§ WORK ORDER: Bring together every line in the data that includes "CorruptMetadata".

▼▼▼

//! Cell encoding: the variable-length unit inline bytes are packed into on
//! a disk page (spec §4.4). A cell is a type tag, an optional overflow
//! cookie, and either inline bytes or a prefix-compression length.

use crate::block::cookie::{read_varint, write_varint, Cookie};
use crate::error::{Error, Result};

#[derive(Debug, Clone, Copy, PartialEq, Eq)]
#[repr(u8)]
pub enum CellType {
    KeyInline = 0,
    ValueInline = 1,
    KeyOverflow = 2,
    ValueOverflow = 3,
}

impl CellType {
    fn from_u8(v: u8) -> Result<CellType> {
        Ok(match v {
            0 => CellType::KeyInline,
            1 => CellType::ValueInline,
            2 => CellType::KeyOverflow,
            3 => CellType::ValueOverflow,
            other => return Err(Error::CorruptMetadata(format!("bad cell type tag {other}"))),
        })
    }
}

/// A decoded cell. `prefix_len` is only meaningful for row-store leaf keys,
/// where it counts the bytes shared with the preceding key in slot order
/// (spec §4.4: "keys are prefix-compressed against their predecessor
/// except at periodic anchor slots").
#[derive(Debug, Clone)]
pub struct Cell {
    pub cell_type: CellType,
    pub prefix_len: u32,
    pub bytes: Vec<u8>,
    pub overflow: Option<Cookie>,
}

impl Cell {
    pub fn inline(cell_type: CellType, prefix_len: u32, bytes: Vec<u8>) -> Cell {
        Cell {
            cell_type,
            prefix_len,
            bytes,
            overflow: None,
        }
    }

    pub fn overflow(cell_type: CellType, cookie: Cookie) -> Cell {
        let overflow_type = match cell_type {
            CellType::KeyInline => CellType::KeyOverflow,
            _ => CellType::ValueOverflow,
        };
        Cell {
            cell_type: overflow_type,
            prefix_len: 0,
            bytes: Vec::new(),
            overflow: Some(cookie),
        }
    }

    pub fn is_overflow(&self) -> bool {
        matches!(self.cell_type, CellType::KeyOverflow | CellType::ValueOverflow)
    }

    pub fn encode(&self, out: &mut Vec<u8>) {
        out.push(self.cell_type as u8);
        match self.cell_type {
            CellType::KeyInline => {
                write_varint(out, self.prefix_len as u64);
                write_varint(out, self.bytes.len() as u64);
                out.extend_from_slice(&self.bytes);
            }
            CellType::ValueInline => {
                write_varint(out, self.bytes.len() as u64);
                out.extend_from_slice(&self.bytes);
            }
            CellType::KeyOverflow | CellType::ValueOverflow => {
                self.overflow.unwrap_or(Cookie::INVALID).encode(out);
            }
        }
    }

    pub fn decode(buf: &[u8]) -> Result<(Cell, usize)> {
        if buf.is_empty() {
            return Err(Error::CorruptMetadata("cell buffer empty".into()));
        }
        let cell_type = CellType::from_u8(buf[0])?;
        let mut pos = 1usize;
        match cell_type {
            CellType::KeyInline => {
                let prefix_len = read_varint(buf, &mut pos)? as u32;
                let len = read_varint(buf, &mut pos)? as usize;
                if buf.len() < pos + len {
                    return Err(Error::CorruptMetadata("cell body truncated".into()));
                }
                let bytes = buf[pos..pos + len].to_vec();
                pos += len;
                Ok((Cell::inline(cell_type, prefix_len, bytes), pos))
            }
            CellType::ValueInline => {
                let len = read_varint(buf, &mut pos)? as usize;
                if buf.len() < pos + len {
                    return Err(Error::CorruptMetadata("cell body truncated".into()));
                }
                let bytes = buf[pos..pos + len].to_vec();
                pos += len;
                Ok((Cell::inline(cell_type, 0, bytes), pos))
            }
            CellType::KeyOverflow | CellType::ValueOverflow => {
                let (cookie, n) = Cookie::decode(&buf[pos..])?;
                pos += n;
                Ok((
                    Cell {
                        cell_type,
                        prefix_len: 0,
                        bytes: Vec::new(),
                        overflow: Some(cookie),
                    },
                    pos,
                ))
            }
        }
    }
}

/// Values/keys larger than this fraction of the page size are pushed to
/// their own overflow block instead of being stored inline (spec §4.4
/// "larger than ¼ page").
pub const OVERFLOW_FRACTION: u32 = 4;

pub fn is_overflow_candidate(len: usize, page_size: u32) -> bool {
    len as u64 * OVERFLOW_FRACTION as u64 > page_size as u64
}

#[cfg(test)]
mod tests {
    use super::*;

    #[test]
    fn inline_cell_round_trips() {
        let cell = Cell::inline(CellType::KeyInline, 3, b"lo world".to_vec());
        let mut buf = Vec::new();
        cell.encode(&mut buf);
        let (decoded, n) = Cell::decode(&buf).unwrap();
        assert_eq!(n, buf.len());
        assert_eq!(decoded.prefix_len, 3);
        assert_eq!(decoded.bytes, b"lo world");
    }

    #[test]
    fn overflow_cell_round_trips() {
        let cookie = Cookie {
            offset: 4096,
            size: 512,
            checksum: 7,
        };
        let cell = Cell::overflow(CellType::ValueInline, cookie);
        let mut buf = Vec::new();
        cell.encode(&mut buf);
        let (decoded, _) = Cell::decode(&buf).unwrap();
        assert!(decoded.is_overflow());
        assert_eq!(decoded.overflow, Some(cookie));
    }

    #[test]
    fn overflow_threshold_is_quarter_page() {
        assert!(!is_overflow_candidate(1000, 4096));
        assert!(is_overflow_candidate(1025, 4096));
    }
}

▲▲▲

§ ANSWER BOX:
            other => return Err(Error::CorruptMetadata(format!("bad cell type tag {other}"))),
            return Err(Error::CorruptMetadata("cell buffer empty".into()));
                    return Err(Error::CorruptMetadata("cell body truncated".into()));
                    return Err(Error::CorruptMetadata("cell body truncated".into()));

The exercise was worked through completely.